La rivolta dei sindaci dell'hinterland milanese: in 70 dicono no al blocco
I circa 70 sindaci dell'hinterland milanese riuniti a Palazzo Isimbardi dal presidente della Provincia, Guido Podesta', hanno detto no al blocco del traffico deciso venerdi' scorso dalla riunione dei primi cittadini della Pianura Padana organizzata da Letizia Moratti e Sergio Chiamparino. Uniche eccezioni Sesto San Giovanni e Cinisello Balsamo. Sergio Oldrini, sindaco di Sesto, e Daniela Gasparini, primo cittadino di Cinisello sono stati, infatti, gli unici ad aver mantenuto ferma la disponibilita' al blocco che era stata manifestata in occasione del precedente incontro a Palazzo Marino. A guidare i sindaci verso il no al provvedimento che la prossima domenica 28 febbraio fermera' le auto private in molte citta' del nord, e' stata la constatazione comune dell'inutilita' del blocco e della difficolta' di offrire ai cittadini un'alternativa al mezzo privato mancando in molti di questi comuni un servizio pubblico"
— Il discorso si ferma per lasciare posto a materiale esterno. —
//! Client configuration.

use std::time::Duration;

/// Configuration snapshot for a [`BridgeClient`](crate::BridgeClient).
///
/// Captured at construction and immutable for the lifetime of a connect
/// cycle; changing options means building a new client.
#[derive(Debug, Clone)]
pub struct ConnectionOptions {
    /// Bridge endpoint URL.
    pub url: String,

    /// Optional bearer token. Applied both as a `token=` query parameter
    /// and through the subprotocol offer.
    pub token: Option<String>,

    /// Whether the client reconnects automatically after a lost
    /// connection or a failed handshake.
    pub reconnect: bool,

    /// Base interval between reconnect attempts in milliseconds. Each
    /// attempt multiplies this by 1.5^(attempt−1), capped at 60 seconds.
    pub reconnect_interval_ms: u64,

    /// Maximum number of automatic reconnect attempts per outage.
    pub max_reconnect_attempts: u32,

    /// Heartbeat timeout in milliseconds. With liveness monitoring
    /// active, a connection that stays silent this long is considered
    /// dead.
    pub ping_timeout_ms: u64,

    /// Transport handshake timeout in milliseconds.
    pub connect_timeout_ms: u64,
}

impl Default for ConnectionOptions {
    fn default() -> Self {
        Self {
            url: "ws://localhost:9696".to_owned(),
            token: None,
            reconnect: true,
            reconnect_interval_ms: 3_000,
            max_reconnect_attempts: 1_000,
            ping_timeout_ms: 90_000,
            connect_timeout_ms: 10_000,
        }
    }
}

impl ConnectionOptions {
    /// Creates a new builder.
    #[must_use]
    pub fn builder() -> ConnectionOptionsBuilder {
        ConnectionOptionsBuilder::default()
    }

    /// The base reconnect interval as a [`Duration`].
    #[must_use]
    pub fn reconnect_interval(&self) -> Duration {
        Duration::from_millis(self.reconnect_interval_ms)
    }

    /// The heartbeat timeout as a [`Duration`].
    #[must_use]
    pub fn ping_timeout(&self) -> Duration {
        Duration::from_millis(self.ping_timeout_ms)
    }

    /// The handshake timeout as a [`Duration`].
    #[must_use]
    pub fn connect_timeout(&self) -> Duration {
        Duration::from_millis(self.connect_timeout_ms)
    }
}

/// Builder for [`ConnectionOptions`].
#[derive(Debug, Default)]
pub struct ConnectionOptionsBuilder {
    url: Option<String>,
    token: Option<String>,
    reconnect: Option<bool>,
    reconnect_interval_ms: Option<u64>,
    max_reconnect_attempts: Option<u32>,
    ping_timeout_ms: Option<u64>,
    connect_timeout_ms: Option<u64>,
}

impl ConnectionOptionsBuilder {
    /// Sets the bridge endpoint URL.
    #[must_use]
    pub fn url(mut self, url: impl Into<String>) -> Self {
        self.url = Some(url.into());
        self
    }

    /// Sets the auth token.
    #[must_use]
    pub fn token(mut self, token: impl Into<String>) -> Self {
        self.token = Some(token.into());
        self
    }

    /// Enables or disables automatic reconnection.
    #[must_use]
    pub fn reconnect(mut self, enabled: bool) -> Self {
        self.reconnect = Some(enabled);
        self
    }

    /// Sets the base reconnect interval.
    #[must_use]
    pub fn reconnect_interval(mut self, interval: Duration) -> Self {
        self.reconnect_interval_ms = Some(interval.as_millis() as u64);
        self
    }

    /// Sets the maximum number of automatic reconnect attempts.
    #[must_use]
    pub fn max_reconnect_attempts(mut self, attempts: u32) -> Self {
        self.max_reconnect_attempts = Some(attempts);
        self
    }

    /// Sets the heartbeat timeout.
    #[must_use]
    pub fn ping_timeout(mut self, timeout: Duration) -> Self {
        self.ping_timeout_ms = Some(timeout.as_millis() as u64);
        self
    }

    /// Sets the transport handshake timeout.
    #[must_use]
    pub fn connect_timeout(mut self, timeout: Duration) -> Self {
        self.connect_timeout_ms = Some(timeout.as_millis() as u64);
        self
    }

    /// Builds the options, falling back to defaults for anything unset.
    #[must_use]
    pub fn build(self) -> ConnectionOptions {
        let defaults = ConnectionOptions::default();
        ConnectionOptions {
            url: self.url.unwrap_or(defaults.url),
            token: self.token,
            reconnect: self.reconnect.unwrap_or(defaults.reconnect),
            reconnect_interval_ms: self
                .reconnect_interval_ms
                .unwrap_or(defaults.reconnect_interval_ms),
            max_reconnect_attempts: self
                .max_reconnect_attempts
                .unwrap_or(defaults.max_reconnect_attempts),
            ping_timeout_ms: self.ping_timeout_ms.unwrap_or(defaults.ping_timeout_ms),
            connect_timeout_ms: self
                .connect_timeout_ms
                .unwrap_or(defaults.connect_timeout_ms),
        }
    }
}

#[cfg(test)]
mod tests {
    use super::*;

    #[test]
    fn test_defaults() {
        let options = ConnectionOptions::default();
        assert_eq!(options.url, "ws://localhost:9696");
        assert_eq!(options.token, None);
        assert!(options.reconnect);
        assert_eq!(options.reconnect_interval_ms, 3_000);
        assert_eq!(options.max_reconnect_attempts, 1_000);
        assert_eq!(options.ping_timeout_ms, 90_000);
    }

    #[test]
    fn test_builder_overrides() {
        let options = ConnectionOptions::builder()
            .url("ws://bridge.example:9696")
            .token("abc")
            .reconnect(false)
            .reconnect_interval(Duration::from_secs(1))
            .max_reconnect_attempts(5)
            .ping_timeout(Duration::from_secs(30))
            .build();

        assert_eq!(options.url, "ws://bridge.example:9696");
        assert_eq!(options.token.as_deref(), Some("abc"));
        assert!(!options.reconnect);
        assert_eq!(options.reconnect_interval(), Duration::from_secs(1));
        assert_eq!(options.max_reconnect_attempts, 5);
        assert_eq!(options.ping_timeout(), Duration::from_secs(30));
    }
}
//! Event dispatch registry.
//!
//! Handlers are keyed by the wire discriminator (`"message"`, `"gift"`,
//! a custom type, …); wildcard handlers see every dispatched event after
//! the type-scoped ones. Delivery iterates a snapshot of the registered
//! handlers, so subscribing or unsubscribing from any thread — including
//! from inside a handler — never corrupts an in-flight dispatch.

use std::collections::HashMap;
use std::panic::{AssertUnwindSafe, catch_unwind};
use std::sync::Arc;
use std::sync::atomic::{AtomicU64, Ordering};

use parking_lot::Mutex;

use eventline_protocol::Event;

/// Token returned by a subscription, used to remove that handler again.
///
/// Closures have no usable identity in Rust, so removal works through
/// this token instead of by reference; duplicate registrations of the
/// same closure get distinct tokens and are removable individually.
#[derive(Debug, Clone, Copy, PartialEq, Eq, Hash)]
pub struct HandlerId(u64);

static NEXT_HANDLER_ID: AtomicU64 = AtomicU64::new(1);

impl HandlerId {
    pub(crate) fn next() -> Self {
        Self(NEXT_HANDLER_ID.fetch_add(1, Ordering::Relaxed))
    }
}

pub(crate) type EventCallback = Arc<dyn Fn(&Event) + Send + Sync>;

#[derive(Default)]
struct RegistryInner {
    typed: HashMap<String, Vec<(HandlerId, EventCallback)>>,
    wildcard: Vec<(HandlerId, EventCallback)>,
}

/// Registry of event handlers, shared between the public client handle
/// and the receive loop.
#[derive(Default)]
pub(crate) struct HandlerRegistry {
    inner: Mutex<RegistryInner>,
}

impl HandlerRegistry {
    /// Registers a handler for one discriminator. Invocation order is
    /// registration order.
    pub(crate) fn on(&self, event_type: &str, callback: EventCallback) -> HandlerId {
        let id = HandlerId::next();
        self.inner
            .lock()
            .typed
            .entry(event_type.to_owned())
            .or_default()
            .push((id, callback));
        id
    }

    /// Removes a type-scoped handler. Returns whether it was registered.
    pub(crate) fn off(&self, event_type: &str, id: HandlerId) -> bool {
        let mut inner = self.inner.lock();
        let Some(handlers) = inner.typed.get_mut(event_type) else {
            return false;
        };
        let before = handlers.len();
        handlers.retain(|(registered, _)| *registered != id);
        let removed = handlers.len() < before;
        if handlers.is_empty() {
            inner.typed.remove(event_type);
        }
        removed
    }

    /// Registers a wildcard handler, invoked for every dispatched event
    /// after the type-scoped handlers.
    pub(crate) fn on_any(&self, callback: EventCallback) -> HandlerId {
        let id = HandlerId::next();
        self.inner.lock().wildcard.push((id, callback));
        id
    }

    /// Removes a wildcard handler. Returns whether it was registered.
    pub(crate) fn off_any(&self, id: HandlerId) -> bool {
        let mut inner = self.inner.lock();
        let before = inner.wildcard.len();
        inner.wildcard.retain(|(registered, _)| *registered != id);
        inner.wildcard.len() < before
    }

    /// Delivers an event to every matching handler.
    ///
    /// Handlers run synchronously on the calling task, type-scoped first
    /// then wildcard, each list in registration order. A panicking
    /// handler is caught and logged; delivery continues with the rest.
    pub(crate) fn dispatch(&self, event: &Event) {
        let (typed, wildcard) = {
            let inner = self.inner.lock();
            let typed: Vec<EventCallback> = inner
                .typed
                .get(event.event_type())
                .map(|handlers| handlers.iter().map(|(_, cb)| Arc::clone(cb)).collect())
                .unwrap_or_default();
            let wildcard: Vec<EventCallback> =
                inner.wildcard.iter().map(|(_, cb)| Arc::clone(cb)).collect();
            (typed, wildcard)
        };

        for callback in typed.iter().chain(wildcard.iter()) {
            if let Err(panic) = catch_unwind(AssertUnwindSafe(|| callback(event))) {
                tracing::error!(
                    event_type = event.event_type(),
                    panic = %panic_message(&panic),
                    "event handler panicked"
                );
            }
        }
    }
}

/// Best-effort extraction of a panic payload's message.
pub(crate) fn panic_message(panic: &(dyn std::any::Any + Send)) -> String {
    if let Some(s) = panic.downcast_ref::<&str>() {
        (*s).to_owned()
    } else if let Some(s) = panic.downcast_ref::<String>() {
        s.clone()
    } else {
        "non-string panic payload".to_owned()
    }
}

#[cfg(test)]
mod tests {
    use super::*;
    use eventline_protocol::Ping;

    fn ping() -> Event {
        Event::Ping(Ping::default())
    }

    fn recording(log: &Arc<Mutex<Vec<&'static str>>>, tag: &'static str) -> EventCallback {
        let log = Arc::clone(log);
        Arc::new(move |_event| log.lock().push(tag))
    }

    #[test]
    fn test_typed_then_wildcard_in_registration_order() {
        let registry = HandlerRegistry::default();
        let log = Arc::new(Mutex::new(Vec::new()));

        registry.on_any(recording(&log, "any-1"));
        registry.on("ping", recording(&log, "typed-1"));
        registry.on("ping", recording(&log, "typed-2"));
        registry.on_any(recording(&log, "any-2"));

        registry.dispatch(&ping());
        assert_eq!(*log.lock(), vec!["typed-1", "typed-2", "any-1", "any-2"]);
    }

    #[test]
    fn test_off_removes_only_the_given_registration() {
        let registry = HandlerRegistry::default();
        let log = Arc::new(Mutex::new(Vec::new()));

        let first = registry.on("ping", recording(&log, "first"));
        registry.on("ping", recording(&log, "second"));

        assert!(registry.off("ping", first));
        assert!(!registry.off("ping", first), "second removal is a no-op");

        registry.dispatch(&ping());
        assert_eq!(*log.lock(), vec!["second"]);
    }

    #[test]
    fn test_off_unknown_type_returns_false() {
        let registry = HandlerRegistry::default();
        assert!(!registry.off("nope", HandlerId::next()));
    }

    #[test]
    fn test_duplicate_closures_are_removable_individually() {
        let registry = HandlerRegistry::default();
        let log = Arc::new(Mutex::new(Vec::new()));

        let callback = recording(&log, "dup");
        let a = registry.on("ping", Arc::clone(&callback));
        let _b = registry.on("ping", callback);

        registry.off("ping", a);
        registry.dispatch(&ping());
        assert_eq!(*log.lock(), vec!["dup"]);
    }

    #[test]
    fn test_panicking_handler_does_not_stop_delivery() {
        let registry = HandlerRegistry::default();
        let log = Arc::new(Mutex::new(Vec::new()));

        registry.on("ping", Arc::new(|_| panic!("boom")));
        registry.on("ping", recording(&log, "survivor"));
        registry.on_any(recording(&log, "any"));

        registry.dispatch(&ping());
        assert_eq!(*log.lock(), vec!["survivor", "any"]);

        // Subsequent events still flow.
        registry.dispatch(&ping());
        assert_eq!(*log.lock(), vec!["survivor", "any", "survivor", "any"]);
    }

    #[test]
    fn test_handler_may_mutate_registry_during_dispatch() {
        let registry = Arc::new(HandlerRegistry::default());
        let log = Arc::new(Mutex::new(Vec::new()));

        let registry_clone = Arc::clone(&registry);
        let log_clone = Arc::clone(&log);
        registry.on(
            "ping",
            Arc::new(move |_| {
                // Subscribing mid-dispatch must not deadlock or corrupt
                // the snapshot being iterated.
                let log_inner = Arc::clone(&log_clone);
                registry_clone.on_any(Arc::new(move |_| log_inner.lock().push("late")));
            }),
        );

        registry.dispatch(&ping());
        assert!(log.lock().is_empty(), "late handler missed the in-flight event");

        // One wildcard was registered during the first dispatch; it sees
        // the second event (while the typed handler registers another).
        registry.dispatch(&ping());
        assert_eq!(log.lock().len(), 1);

        registry.dispatch(&ping());
        assert_eq!(log.lock().len(), 3);
    }

    #[test]
    fn test_dispatch_routes_by_generic_discriminator() {
        let registry = HandlerRegistry::default();
        let log = Arc::new(Mutex::new(Vec::new()));

        registry.on("superchat", recording(&log, "superchat"));
        registry.on("message", recording(&log, "message"));

        let event = Event::Generic(eventline_protocol::Generic {
            event_type: "superchat".into(),
            ..Default::default()
        });
        registry.dispatch(&event);
        assert_eq!(*log.lock(), vec!["superchat"]);
    }
}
Tra i comuni che non seguiranno l'appello dell'Anci quello di Legnano, nonostante fosse tra i pochi ad aver aderito alla precedente iniziativa. "Non bloccherò il traffico - ha detto il sindaco Lorenzo Vitali in quota Pdl - perche' non ci sono i presupposti di emergenza. Sono giorni che i livelli di Pm 10 sono diminuiti, le previsioni dicono che piovera' ancora quindi la situazione è diversa da quando avevamo bloccato l'ultima volta". Secondo Vitali, "servono misure strutturali, non possiamo andare avanti a discutere di blocchi". A parlare chiaramente di "problema" e' stato Graziano Musella, primo cittadino di Assago, che ha rilevato la difficolta' dell'avere "pochi mezzi pubblici" che rende impossibile "dare un'alternativa ai cittadini nel momento in cui il blocco limita la loro liberta'". Categorico il sindaco di Segrate, Adriano Alessandrini, per il quale "il blocco non serve a niente". "Se non si fa nulla - ha proseguito - dal punto di vista strutturale non si puo' dire al cittadino di lasciare a casa l'auto". Diversa la posizione del sindaco di Sesto San Giovanni, Giorgio Oldrini, che ricorda come ci si fosse impegnati diversamente con l'Anci a livello comunale. Oldrini vorrebbe una posizione condivisa perche' "a palazzo Marino si era detto che tutti avremmo bloccato: ora l'idea di rompere il fronte mi pare irresponsabile". Il sindaco della cosi' detta 'Stalingrado d'Italia' ha pero' fatto notare come sembra ci sia "uno scontro tra provincia e comune". In effetti, non solo la provincia avrebbe dato vita ad un proprio coordinamento di 7 comuni per "monitorare la qualita' dell'aria" ma in qualche modo sarebbe d'accordo con i sindaci
nell'opporsi al provvedimento caldeggiato, invece, dal primo cittadino di Milano, Letizia Moratti. "Sono personalmente contrario al blocco - ha detto l'assessore Giovanni De Nicola - a meno che non scompaia la parola deroga". De Nicola non manca tuttavia di sottolineare come a livello provinciale il blocco "provochi molti mal di pancia nei comuni dell'interland perche' il trasporto pubblico e' spesso inesistente".
"Sono disponibile al blocco del traffico solo se la parola deroga scompare dal blocco". Lo ha detto l'assessore provinciale ai trasporti Giovanni De Nicola a margine dell'incontro con i sindaci a Palazzo Isimbardi, riferendosi anche ai permessi concessi dal sindaco Letizia Moratti per gli operatori della moda. De Nicola ha poi ribadito la perplessita' in linea generale sulla misura come contrasto al problema dell'inquinamento "anche se e' indubbio che non danneggia l'ambiente".